LLK Asserts
===========

Overview
--------

LLK Asserts provide runtime validation checks within the tt-llk codebase that implements core tensor operations. These asserts validate critical assumptions about tensor dimensions, data formats, and hardware configuration parameters within the device-side compute stack, executing on the accelerator hardware itself.

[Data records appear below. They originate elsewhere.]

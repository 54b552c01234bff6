//! decl-scope CLI tool.
//!
//! Usage:
//! ```bash
//! decl-scope classify [OPTIONS] <PATH>...
//! decl-scope scan [OPTIONS] [ROOT]
//! decl-scope show-policy
//! decl-scope init
//! ```

use anyhow::Result;
use clap::{Parser, Subcommand};
use std::path::PathBuf;
use tracing_subscriber::EnvFilter;

mod commands;
mod config_resolver;

/// Classify C++ source locations against a first-party/third-party policy
#[derive(Parser)]
#[command(name = "decl-scope")]
#[command(author, version, about, long_about = None)]
struct Cli {
    /// Enable verbose output
    #[arg(short, long, global = true)]
    verbose: bool,

    /// Path to configuration file
    #[arg(short, long, global = true)]
    config: Option<PathBuf>,

    /// Do not canonicalize paths through the filesystem
    #[arg(long, global = true)]
    no_realpath: bool,

    /// Report findings as errors instead of warnings
    #[arg(long, global = true)]
    warnings_as_errors: bool,

    #[command(subcommand)]
    command: Commands,
}

#[derive(Subcommand)]
enum Commands {
    /// Classify individual files
    Classify {
        /// Files to classify
        #[arg(required = true)]
        paths: Vec<PathBuf>,

        /// Treat every path as a system header
        #[arg(long)]
        system_header: bool,

        /// Output format
        #[arg(short, long, default_value = "text")]
        format: OutputFormat,
    },

    /// Classify every C, C++ and Objective-C file under a directory
    Scan {
        /// Directory to walk (default: current directory)
        #[arg(default_value = ".")]
        root: PathBuf,

        /// Only print counts per classification
        #[arg(long)]
        summary: bool,

        /// Output format
        #[arg(short, long, default_value = "text")]
        format: OutputFormat,
    },

    /// Print the effective policy and options
    ShowPolicy,

    /// Initialize configuration file
    Init {
        /// Overwrite existing config
        #[arg(long)]
        force: bool,
    },
}

/// Output format for classification reports.
#[derive(Clone, Copy, Debug, Default, clap::ValueEnum)]
pub enum OutputFormat {
    /// Human-readable text output.
    #[default]
    Text,
    /// JSON output.
    Json,
    /// One-line-per-file compact format.
    Compact,
}

/// Engine switches given on the command line.
#[derive(Clone, Copy, Debug, Default)]
pub struct CliOptions {
    /// `--no-realpath`
    pub no_realpath: bool,
    /// `--warnings-as-errors`
    pub warnings_as_errors: bool,
}

fn main() -> Result<()> {
    let cli = Cli::parse();

    let filter = if cli.verbose {
        EnvFilter::new("debug")
    } else {
        EnvFilter::new("info")
    };

    tracing_subscriber::fmt()
        .with_env_filter(filter)
        .with_target(false)
        .with_writer(std::io::stderr)
        .init();

    let flags = CliOptions {
        no_realpath: cli.no_realpath,
        warnings_as_errors: cli.warnings_as_errors,
    };

    let locator = config_resolver::ConfigLocator::from_env();

    match cli.command {
        Commands::Classify {
            paths,
            system_header,
            format,
        } => {
            let source = locator.locate(&std::env::current_dir()?, cli.config.as_deref());
            commands::classify::run(&paths, system_header, format, &source, flags)
        }
        Commands::Scan {
            root,
            summary,
            format,
        } => {
            let source = locator.locate(&root, cli.config.as_deref());
            commands::scan::run(&root, summary, format, &source, flags)
        }
        Commands::ShowPolicy => {
            let source = locator.locate(&std::env::current_dir()?, cli.config.as_deref());
            commands::show_policy::run(&source, flags)
        }
        Commands::Init { force } => commands::init::run(force),
    }
}
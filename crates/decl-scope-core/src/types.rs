//! Core value types shared across the engine.

use serde::{Deserialize, Serialize};

/// Where a declaration lives, as far as the style rules are concerned.
///
/// Every resolvable declaration maps to exactly one value. Locations that
/// cannot be attributed to a real file are always [`Classification::ThirdParty`].
#[derive(Debug, Clone, Copy, PartialEq, Eq, Hash, Serialize, Deserialize)]
#[serde(rename_all = "kebab-case")]
pub enum Classification {
    /// First-party code, checked with the full rule set.
    Internal,
    /// First-party code held to a historically relaxed rule subset.
    SpecialSubset,
    /// Excluded from checking.
    ThirdParty,
}

impl Classification {
    /// All classifications, in reporting order.
    pub const ALL: [Self; 3] = [Self::Internal, Self::SpecialSubset, Self::ThirdParty];

    /// Returns true if declarations with this classification are checked at all.
    #[must_use]
    pub fn is_checked(self) -> bool {
        self != Self::ThirdParty
    }
}

impl std::fmt::Display for Classification {
    fn fmt(&self, f: &mut std::fmt::Formatter<'_>) -> std::fmt::Result {
        f.pad(match self {
            Self::Internal => "internal",
            Self::SpecialSubset => "special-subset",
            Self::ThirdParty => "third-party",
        })
    }
}

/// Severity a downstream rule layer should report its findings at.
#[derive(Debug, Clone, Copy, PartialEq, Eq, PartialOrd, Ord, Hash, Serialize, Deserialize)]
#[serde(rename_all = "lowercase")]
pub enum Severity {
    /// Reported, but does not fail the build.
    Warning,
    /// Fails the build.
    Error,
}

impl std::fmt::Display for Severity {
    fn fmt(&self, f: &mut std::fmt::Formatter<'_>) -> std::fmt::Result {
        match self {
            Self::Warning => write!(f, "warning"),
            Self::Error => write!(f, "error"),
        }
    }
}

/// Kind of a tag-like declaration.
#[derive(Debug, Clone, Copy, PartialEq, Eq, Hash, Serialize, Deserialize)]
#[serde(rename_all = "lowercase")]
pub enum DeclKind {
    /// `class` / `struct` / `union` with C++ semantics.
    Class,
    /// `enum` / `enum class`.
    Enum,
    /// Any other tag declaration (e.g. a plain C record).
    Other,
}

LLK asserts complement Lightweight Kernel Asserts and the Watcher tool by providing specialized validation for the low-level kernel library that handles:

- Tensor unpacking (moving data from L1 memory into source registers)
- Math operations (matrix multiplication, element-wise operations)
- Tensor packing (moving results from destination register back to L1 memory)
- Tilization and untilization (data layout transformations)

Enabling
--------

LLK Asserts are controlled independently from Lightweight Kernel Asserts and the Watcher. To enable them, set the following environment variable:

.. code-block:: bash

   export TT_METAL_LLK_ASSERTS=1  # Enable LLK Asserts. Default is `0` (disabled).

Lightweight Kernel Asserts at present provide more detailed information about the assertion failure.

It is recommended to enable at least one of these mechanisms for comprehensive debugging:

.. code-block:: bash

   # Option 1: Enable LLK Asserts with Lightweight Kernel Asserts
   export TT_METAL_LLK_ASSERTS=1
   export TT_METAL_LIGHTWEIGHT_KERNEL_ASSERTS=1

   # Option 2: Enable LLK Asserts with Watcher (more comprehensive debugging)
   export TT_METAL_LLK_ASSERTS=1
   export TT_METAL_WATCHER=1

   # Option 3: Enable LLK Asserts only
   export TT_METAL_LLK_ASSERTS=1

When an LLK assert fails, it triggers:

1. An ``ebreak`` instruction (in case of Lightweight Kernel Asserts or LLK Asserts only)
2. Watcher assertion (in case of Watcher)

This causes the kernel to hang.
If Watcher is used, the assertion message will be printed to stderr and the watcher log file.
If Lightweight Kernel Asserts are used or LLK Asserts only are used, use ``tt-triage`` to analyze the failure state.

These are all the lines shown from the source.